TASK TO COMPLETE: Repeat the lines of the data exactly, from the first one through the one that contains "redeployed with one.".

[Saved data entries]
——
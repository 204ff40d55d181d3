//! HTTP server setup and configuration.
//!
//! # Responsibilities
//! - Create Axum Router with all handlers
//! - Wire up middleware (tracing, timeout, request ID, CORS headers)
//! - Bind server to listener
//! - Serve until the shutdown signal fires

use std::sync::Arc;
use std::time::Duration;

use axum::{
    routing::{any, get},
    Router,
};
use tokio::net::TcpListener;
use tokio::sync::broadcast;
use tower_http::{timeout::TimeoutLayer, trace::TraceLayer};

use crate::config::{ApiToken, ProxyConfig};
use crate::http::health::health_handler;
use crate::http::request::{propagate_request_id_layer, set_request_id_layer};
use crate::http::response::{cors_expose_headers_layer, cors_origin_layer};
use crate::launches::handler::launches_handler;
use crate::launches::upstream::BuildError;
use crate::launches::LaunchProxy;

/// Application state injected into handlers.
#[derive(Clone)]
pub struct AppState {
    pub proxy: Arc<LaunchProxy>,
}

/// HTTP server for the launch proxy.
pub struct HttpServer {
    router: Router,
}

impl HttpServer {
    /// Create a new HTTP server with the given configuration and API token.
    ///
    /// A missing token is not an error here: the server starts and answers
    /// every launches GET with 500 until it is redeployed with one.
    pub fn new(config: ProxyConfig, token: Option<ApiToken>) -> Result<Self, BuildError> {
        let proxy = LaunchProxy::new(&config, token.as_ref())?;
        if !proxy.is_configured() {
            tracing::error!(
                token_env = %config.upstream.token_env,
                "Launch API token missing; /launches will answer 500"
            );
        }

        let state = AppState {
            proxy: Arc::new(proxy),
        };

        let router = Self::build_router(&config, state);
        Ok(Self { router })
    }

    /// Build the Axum router with all middleware layers.
    #[allow(deprecated)]
    fn build_router(config: &ProxyConfig, state: AppState) -> Router {
        Router::new()
            .route("/launches", any(launches_handler))
            .route("/health", get(health_handler))
            .with_state(state)
            .layer(TimeoutLayer::new(Duration::from_secs(config.timeouts.request_secs)))
            .layer(propagate_request_id_layer())
            .layer(TraceLayer::new_for_http())
            .layer(set_request_id_layer())
            .layer(cors_expose_headers_layer())
            .layer(cors_origin_layer())
    }

    /// The fully layered router, for serving or in-process testing.
    pub fn router(&self) -> Router {
        self.router.clone()
    }

    /// Run the server, accepting connections on the given listener.
    pub async fn run(
        self,
        listener: TcpListener,
        mut shutdown: broadcast::Receiver<()>,
    ) -> Result<(), std::io::Error> {
        let addr = listener.local_addr()?;
        tracing::info!(
            address = %addr,
            "HTTP server starting"
        );

        axum::serve(listener, self.router)
            .with_graceful_shutdown(async move {
                let _ = shutdown.recv().await;
                tracing::info!("Shutdown signal received");
            })
            .await?;

        tracing::info!("HTTP server stopped");
        Ok(())
    }
}
//! Generic token-bucket rate limiting, composed into the three named limits
//! the gateway and ingress enforce.
//!
//! Grounded in the in-memory limiter the teacher keeps as a Redis fallback
//! (a `DashMap` of per-key state protected by its own entry lock), but
//! reshaped from a fixed-window counter into a true token bucket: refill is
//! continuous rather than reset-on-window-boundary.

use dashmap::DashMap;
use std::sync::Arc;
use std::time::{Duration, Instant};

/// How long a bucket may sit idle before a sweep reclaims it.
pub const IDLE_EVICTION_THRESHOLD: Duration = Duration::from_secs(3600);
/// How often the eviction sweep runs.
pub const EVICTION_SWEEP_INTERVAL: Duration = Duration::from_secs(300);

/// A single key's mutable bucket state.
struct Bucket {
    tokens: f64,
    last_refill: Instant,
    last_activity: Instant,
}

/// A keyed token bucket. `allow` never blocks: a denied call fails
/// immediately rather than waiting for tokens to refill.
pub struct TokenBucket {
    max_tokens: f64,
    refill_per_second: f64,
    buckets: DashMap<String, Bucket>,
}

impl TokenBucket {
    pub fn new(max_tokens: f64, refill_per_second: f64) -> Self {
        Self {
            max_tokens,
            refill_per_second,
            buckets: DashMap::new(),
        }
    }

    /// Try to take `cost` tokens for `key`. Refills before checking; on
    /// denial, no tokens are consumed (no partial consumption).
    pub fn allow(&self, key: &str, cost: f64) -> bool {
        let now = Instant::now();
        let mut entry = self.buckets.entry(key.to_string()).or_insert_with(|| Bucket {
            tokens: self.max_tokens,
            last_refill: now,
            last_activity: now,
        });

        let elapsed = now.duration_since(entry.last_refill).as_secs_f64();
        entry.tokens = (entry.tokens + elapsed * self.refill_per_second).min(self.max_tokens);
        entry.last_refill = now;
        entry.last_activity = now;

        if entry.tokens >= cost {
            entry.tokens -= cost;
            true
        } else {
            false
        }
    }

    /// Evict buckets idle for longer than `max_idle` (default: one hour).
    pub fn evict_idle(&self, max_idle: Duration) {
        let now = Instant::now();
        self.buckets
            .retain(|_, bucket| now.duration_since(bucket.last_activity) < max_idle);
    }

    pub fn len(&self) -> usize {
        self.buckets.len()
    }

    pub fn is_empty(&self) -> bool {
        self.buckets.is_empty()
    }
}

/// Shape (max tokens, refill/sec) for one of the three named limits.
#[derive(Debug, Clone, Copy)]
pub struct LimitShape {
    pub max_tokens: f64,
    pub refill_per_second: f64,
}

impl LimitShape {
    pub const fn new(max_tokens: f64, refill_per_second: f64) -> Self {
        Self {
            max_tokens,
            refill_per_second,
        }
    }
}

pub mod defaults {
    use super::LimitShape;

    pub const CONNECTIONS_PER_IP: LimitShape = LimitShape::new(10.0, 1.0);
    pub const TUNNELS_PER_CLIENT: LimitShape = LimitShape::new(5.0, 0.1);
    pub const REQUESTS_PER_TUNNEL: LimitShape = LimitShape::new(100.0, 50.0);
}

/// The three named limits composed together. When disabled, every check
/// passes - a single flag the whole system respects, rather than each
/// caller remembering to special-case it.
pub struct RateLimiter {
    enabled: bool,
    connections_per_ip: TokenBucket,
    tunnels_per_client: TokenBucket,
    requests_per_tunnel: TokenBucket,
}

impl RateLimiter {
    pub fn new(enabled: bool) -> Self {
        Self::with_shapes(
            enabled,
            defaults::CONNECTIONS_PER_IP,
            defaults::TUNNELS_PER_CLIENT,
            defaults::REQUESTS_PER_TUNNEL,
        )
    }

    pub fn with_shapes(
        enabled: bool,
        connections_per_ip: LimitShape,
        tunnels_per_client: LimitShape,
        requests_per_tunnel: LimitShape,
    ) -> Self {
        Self {
            enabled,
            connections_per_ip: TokenBucket::new(
                connections_per_ip.max_tokens,
                connections_per_ip.refill_per_second,
            ),
            tunnels_per_client: TokenBucket::new(
                tunnels_per_client.max_tokens,
                tunnels_per_client.refill_per_second,
            ),
            requests_per_tunnel: TokenBucket::new(
                requests_per_tunnel.max_tokens,
                requests_per_tunnel.refill_per_second,
            ),
        }
    }

    pub fn allow_connection(&self, ip: &str) -> bool {
        !self.enabled || self.connections_per_ip.allow(ip, 1.0)
    }

    pub fn allow_tunnel_open(&self, client_id: &str) -> bool {
        !self.enabled || self.tunnels_per_client.allow(client_id, 1.0)
    }

    pub fn allow_request(&self, tunnel_id: &str) -> bool {
        !self.enabled || self.requests_per_tunnel.allow(tunnel_id, 1.0)
    }

    /// Sweep all three buckets for idle entries. Intended to run from one
    /// periodic background task per process, not per key.
    pub fn evict_idle(&self, max_idle: Duration) {
        self.connections_per_ip.evict_idle(max_idle);
        self.tunnels_per_client.evict_idle(max_idle);
        self.requests_per_tunnel.evict_idle(max_idle);
    }

    /// Runs forever, evicting hour-idle keys from all three buckets on a
    /// fixed interval. Spawn exactly one of these per process, mirroring
    /// the gateway's own liveness sweep.
    pub async fn run_eviction_sweep(self: Arc<Self>) {
        let mut interval = tokio::time::interval(EVICTION_SWEEP_INTERVAL);
        loop {
            interval.tick().await;
            self.evict_idle(IDLE_EVICTION_THRESHOLD);
        }
    }
}

#[cfg(test)]
mod tests {
    use super::*;
    use std::thread::sleep;

    #[test]
    fn single_token_bucket_denies_then_allows_after_refill() {
        let bucket = TokenBucket::new(1.0, 1.0);
        assert!(bucket.allow("k", 1.0));
        assert!(!bucket.allow("k", 1.0));
        sleep(Duration::from_millis(1100));
        assert!(bucket.allow("k", 1.0));
    }

    #[test]
    fn tokens_never_exceed_max_after_long_idle() {
        let bucket = TokenBucket::new(5.0, 100.0);
        assert!(bucket.allow("k", 5.0));
        sleep(Duration::from_millis(200));
        // Refilled for 200ms at 100/s = 20 tokens worth, but capped at max.
        assert!(bucket.allow("k", 5.0));
        assert!(!bucket.allow("k", 1.0));
    }

    #[test]
    fn disabled_composite_always_allows() {
        let limiter = RateLimiter::with_shapes(
            false,
            LimitShape::new(0.0, 0.0),
            LimitShape::new(0.0, 0.0),
            LimitShape::new(0.0, 0.0),
        );
        assert!(limiter.allow_connection("1.2.3.4"));
        assert!(limiter.allow_tunnel_open("client"));
        assert!(limiter.allow_request("tunnel"));
    }

    #[test]
    fn requests_per_tunnel_zero_shape_denies_everything() {
        let limiter = RateLimiter::with_shapes(
            true,
            defaults::CONNECTIONS_PER_IP,
            defaults::TUNNELS_PER_CLIENT,
            LimitShape::new(0.0, 0.0),
        );
        assert!(!limiter.allow_request("tunnel-1"));
    }

    #[test]
    fn eviction_drops_idle_keys() {
        let bucket = TokenBucket::new(1.0, 1.0);
        bucket.allow("stale", 1.0);
        assert_eq!(bucket.len(), 1);
        bucket.evict_idle(Duration::from_millis(0));
        assert_eq!(bucket.len(), 0);
    }

    #[test]
    fn no_partial_consumption_on_denial() {
        let bucket = TokenBucket::new(2.0, 0.0);
        assert!(!bucket.allow("k", 3.0));
        // Still has its full 2 tokens since the failed call consumed nothing.
        assert!(bucket.allow("k", 2.0));
    }
}
//! Credential validation.
//!
//! The core never sees the key database directly - it only calls through
//! this trait. The administrative surface and its persistence layer are
//! external collaborators that produce an implementation of it; here we
//! ship the in-memory one used for tests and for running the core standalone.

use std::collections::HashMap;

/// Validates presentation tokens and maps them to an account identifier.
pub trait AuthProvider: Send + Sync {
    /// Returns the account id for a valid `api_key`, or `None` if it doesn't
    /// authenticate.
    fn account_id_for(&self, api_key: &str) -> Option<String>;
}

/// A static key -> account-id table, suitable for tests and for running the
/// server without a real administrative surface wired up.
pub struct StaticAuthProvider {
    keys: HashMap<String, String>,
}

impl StaticAuthProvider {
    pub fn new(keys: HashMap<String, String>) -> Self {
        Self { keys }
    }

    /// A provider with a single master key, all requests mapping to one
    /// account - useful for single-tenant deployments.
    pub fn single_key(api_key: impl Into<String>, account_id: impl Into<String>) -> Self {
        let mut keys = HashMap::new();
        keys.insert(api_key.into(), account_id.into());
        Self { keys }
    }
}

impl AuthProvider for StaticAuthProvider {
    fn account_id_for(&self, api_key: &str) -> Option<String> {
        self.keys.get(api_key).cloned()
    }
}

/// An `AuthProvider` that accepts any non-empty key, naming the key itself
/// as the account id. Used when `require_auth` is disabled.
pub struct OpenAuthProvider;

impl AuthProvider for OpenAuthProvider {
    fn account_id_for(&self, api_key: &str) -> Option<String> {
        if api_key.is_empty() {
            None
        } else {
            Some(api_key.to_string())
        }
    }
}

#[cfg(test)]
mod tests {
    use super::*;

    #[test]
    fn static_provider_validates_known_keys() {
        let provider = StaticAuthProvider::single_key("secret", "account-1");
        assert_eq!(provider.account_id_for("secret").as_deref(), Some("account-1"));
        assert_eq!(provider.account_id_for("wrong"), None);
    }

    #[test]
    fn open_provider_accepts_any_nonempty_key() {
        let provider = OpenAuthProvider;
        assert_eq!(provider.account_id_for("anything").as_deref(), Some("anything"));
        assert_eq!(provider.account_id_for(""), None);
    }
}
——
PROBLEM SOLUTION:
repository 204ff40d55d181d3
//! HTTP server setup and configuration.
//!
//! # Responsibilities
//! - Create Axum Router with all handlers
//! - Wire up middleware (tracing, timeout, request ID, CORS headers)
//! - Bind server to listener
//! - Serve until the shutdown signal fires

use std::sync::Arc;
use std::time::Duration;

use axum::{
    routing::{any, get},
    Router,
};
use tokio::net::TcpListener;
use tokio::sync::broadcast;
use tower_http::{timeout::TimeoutLayer, trace::TraceLayer};

use crate::config::{ApiToken, ProxyConfig};
use crate::http::health::health_handler;
use crate::http::request::{propagate_request_id_layer, set_request_id_layer};
use crate::http::response::{cors_expose_headers_layer, cors_origin_layer};
use crate::launches::handler::launches_handler;
use crate::launches::upstream::BuildError;
use crate::launches::LaunchProxy;

/// Application state injected into handlers.
#[derive(Clone)]
pub struct AppState {
    pub proxy: Arc<LaunchProxy>,
}

/// HTTP server for the launch proxy.
pub struct HttpServer {
    router: Router,
}

impl HttpServer {
    /// Create a new HTTP server with the given configuration and API token.
    ///
    /// A missing token is not an error here: the server starts and answers
    /// every launches GET with 500 until it is redeployed with one.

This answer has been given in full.